Obecne warunki atmosferyczne nie dają ci za dużo powodów do radości, ale nie sądzisz, że szkoda spędzić połowę tego roku na smutkach i problemach? Jesteś silną kobietą i jak każda z nas zasługujesz na najlepsze. Oto kilka porad, które pozwolą zamienić ponury krajobraz za oknem na pełną radość w sercu.

  1. Czas spędzony w domu nie zawsze musi sprowadzać się do oglądania telewizji lub sprzątania. Obowiązki domowe nie uciekną, a ty zyskasz kilka chwil dla siebie. Zrób sobie gorącą kąpiel, nałóż maseczkę na twarz i delektuj się życiem! Spędzając wolny czas w domu, możesz robić wiele fascynujących rzeczy. Czytanie książki, kuchenne wariacje, a nawet spa. Jeżeli lubisz spędzać czas z najbliższymi – zaskocz ich. Wyjmij planszówkę lub zaproś ich do wspólnego rysowania.
  2. Jeżeli jesteś osobą lubiącą zamieszanie, postaw na kontakt z przyjaciółmi. W dzisiejszym zabieganym świecie łatwo zapomnieć o drugim człowieku. Portale społecznościowe wprowadzają w nas przekonanie, że utrzymujemy z kimś kontakt poprzez pisanie. Na chwilę i owszem – jest to rozwiązanie. Ale na dłuższą metę nic nie może równać się z rozmową w cztery oczy. Zorganizuj więc jakieś spotkanie lub zaproponuj wyjście do restauracji w pobliżu.

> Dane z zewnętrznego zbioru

//! Keyboard focus containment.
//!
//! A [`FocusRing`] brackets an externally owned subtree with two invisible,
//! focusable sentinels so that Tab traversal cycles
//! `start -> subtree -> end -> start` and Shift+Tab mirrors it. The ring only
//! steps in when focus sits on a sentinel and is about to leave the ring;
//! Tabs inside the subtree go to the host's default traversal untouched.

use std::rc::Rc;

use vitrine_core::{Error, Key, KeyEvent, NodeId, Result, SentinelSide, VisualTree};

/// Whether a boundary corrals focus. The predicate form is evaluated at
/// every keydown, so it can flip without re-registering anything.
#[derive(Clone)]
pub enum Enabled {
    Static(bool),
    Predicate(Rc<dyn Fn() -> bool>),
}

impl Enabled {
    pub fn dynamic(f: impl Fn() -> bool + 'static) -> Self {
        Enabled::Predicate(Rc::new(f))
    }

    pub fn get(&self) -> bool {
        match self {
            Enabled::Static(b) => *b,
            Enabled::Predicate(f) => f(),
        }
    }
}

impl Default for Enabled {
    fn default() -> Self {
        Enabled::Static(true)
    }
}

impl From<bool> for Enabled {
    fn from(b: bool) -> Self {
        Enabled::Static(b)
    }
}

impl std::fmt::Debug for Enabled {
    fn fmt(&self, f: &mut std::fmt::Formatter<'_>) -> std::fmt::Result {
        match self {
            Enabled::Static(b) => f.debug_tuple("Static").field(b).finish(),
            Enabled::Predicate(_) => f.write_str("Predicate(..)"),
        }
    }
}

/// How a keydown was routed by a ring.
#[derive(Clone, Copy, Debug, PartialEq, Eq)]
pub enum TabRoute {
    NotTab,
    Disabled,
    /// Target is inside the bounded subtree; default traversal continues.
    Contained,
    /// Focus was sent to this sentinel; the host must suppress its default.
    Wrapped(NodeId),
    /// Outside the subtree but not leaving the ring.
    Default,
}

impl TabRoute {
    pub fn redirected(&self) -> bool {
        matches!(self, TabRoute::Wrapped(_))
    }
}

pub struct FocusRing {
    tree: Rc<dyn VisualTree>,
    content: NodeId,
    start: NodeId,
    end: NodeId,
    enabled: Enabled,
}

impl std::fmt::Debug for FocusRing {
    fn fmt(&self, f: &mut std::fmt::Formatter<'_>) -> std::fmt::Result {
        f.debug_struct("FocusRing")
            .field("content", &self.content)
            .field("start", &self.start)
            .field("end", &self.end)
            .field("enabled", &self.enabled)
            .finish()
    }
}

impl FocusRing {
    /// Insert both sentinels around `content`, then focus the start sentinel
    /// if the ring is enabled at activation time.
    pub fn attach(tree: Rc<dyn VisualTree>, content: NodeId, enabled: Enabled) -> Result<Self> {
        if !tree.contains_node(content) {
            return Err(Error::UnknownNode(content));
        }
        let start = tree
            .insert_sentinel(content, SentinelSide::Start)
            .ok_or(Error::SentinelRejected(content))?;
        let Some(end) = tree.insert_sentinel(content, SentinelSide::End) else {
            tree.remove_node(start);
            return Err(Error::SentinelRejected(content));
        };

        let ring = Self {
            tree,
            content,
            start,
            end,
            enabled,
        };
        if ring.is_enabled() {
            ring.tree.focus(start);
        }
        log::debug!("focus ring around {content:?}: sentinels {start:?} / {end:?}");
        Ok(ring)
    }

    pub fn content(&self) -> NodeId {
        self.content
    }

    pub fn sentinels(&self) -> (NodeId, NodeId) {
        (self.start, self.end)
    }

    pub fn is_enabled(&self) -> bool {
        self.enabled.get()
    }

    /// Decide what a keydown should do, without side effects.
    pub fn route(&self, ev: &KeyEvent) -> TabRoute {
        if ev.key != Key::Tab {
            return TabRoute::NotTab;
        }
        if !self.is_enabled() {
            return TabRoute::Disabled;
        }
        if self.tree.is_ancestor(self.content, ev.target) {
            return TabRoute::Contained;
        }
        let backward = ev.modifiers.shift;
        if ev.target == self.end && !backward {
            TabRoute::Wrapped(self.start)
        } else if ev.target == self.start && backward {
            TabRoute::Wrapped(self.end)
        } else {
            TabRoute::Default
        }
    }

    /// Route a keydown and perform the focus redirect, if any.
    pub fn handle_key(&self, ev: &KeyEvent) -> TabRoute {
        let route = self.route(ev);
        if let TabRoute::Wrapped(to) = route {
            log::trace!("focus ring {:?}: {:?} -> {to:?}", self.content, ev.target);
            self.tree.focus(to);
        }
        route
    }

    /// Remove both sentinels from the tree.
    pub fn detach(&self) {
        self.tree.remove_node(self.start);
        self.tree.remove_node(self.end);
        log::debug!("focus ring around {:?} detached", self.content);
    }
}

  3. Nie bój się aktywności. Z doświadczenia wiem, że ciężko jest ruszyć z miejsca i rozpocząć przygodę ze sportem. Ale gwarantuję, że jeżeli raz, drugi pokonasz lenistwo  i wyjdziesz pobiegać, popływać lub po prostu pospacerować – odczujesz niesamowitą przyjemność. Pooddychasz świeżym powietrzem, być może nawiążesz nowe znajomości i przede wszystkim oderwiesz się od obowiązków towarzyszących ci każdego dnia.
  4. Postaw sobie cel! Może być to nadchodząca impreza rodzinna, nowa praca lub wyjazd za granicę, który planujesz w najbliższym czasie. Nie chodzi o to, co za 20 lat. Chodzi o to, co tu i teraz. Ważne, żebyś miała punkt odniesienia, który pozwoli ci łatwiej przeżywać kolejne dni.
  5. Doceniaj to, co masz wokół siebie. Nic prostszego – codzienna gonitwa i rutyna powodują, że zapominamy doceniać to, co jest najbliżej nas. Puść dobrą muzykę i zacznij obserwować świat dookoła siebie. W domu, w pracy czy podczas zakupów. Zatrać się w tym. Dostrzeż najmniejsze szczegóły – śpiew ptaków lub uśmiech błąkający się po twarzy ukochanego. Wystarczy, że popatrzysz, a wtedy na pewno zobaczysz.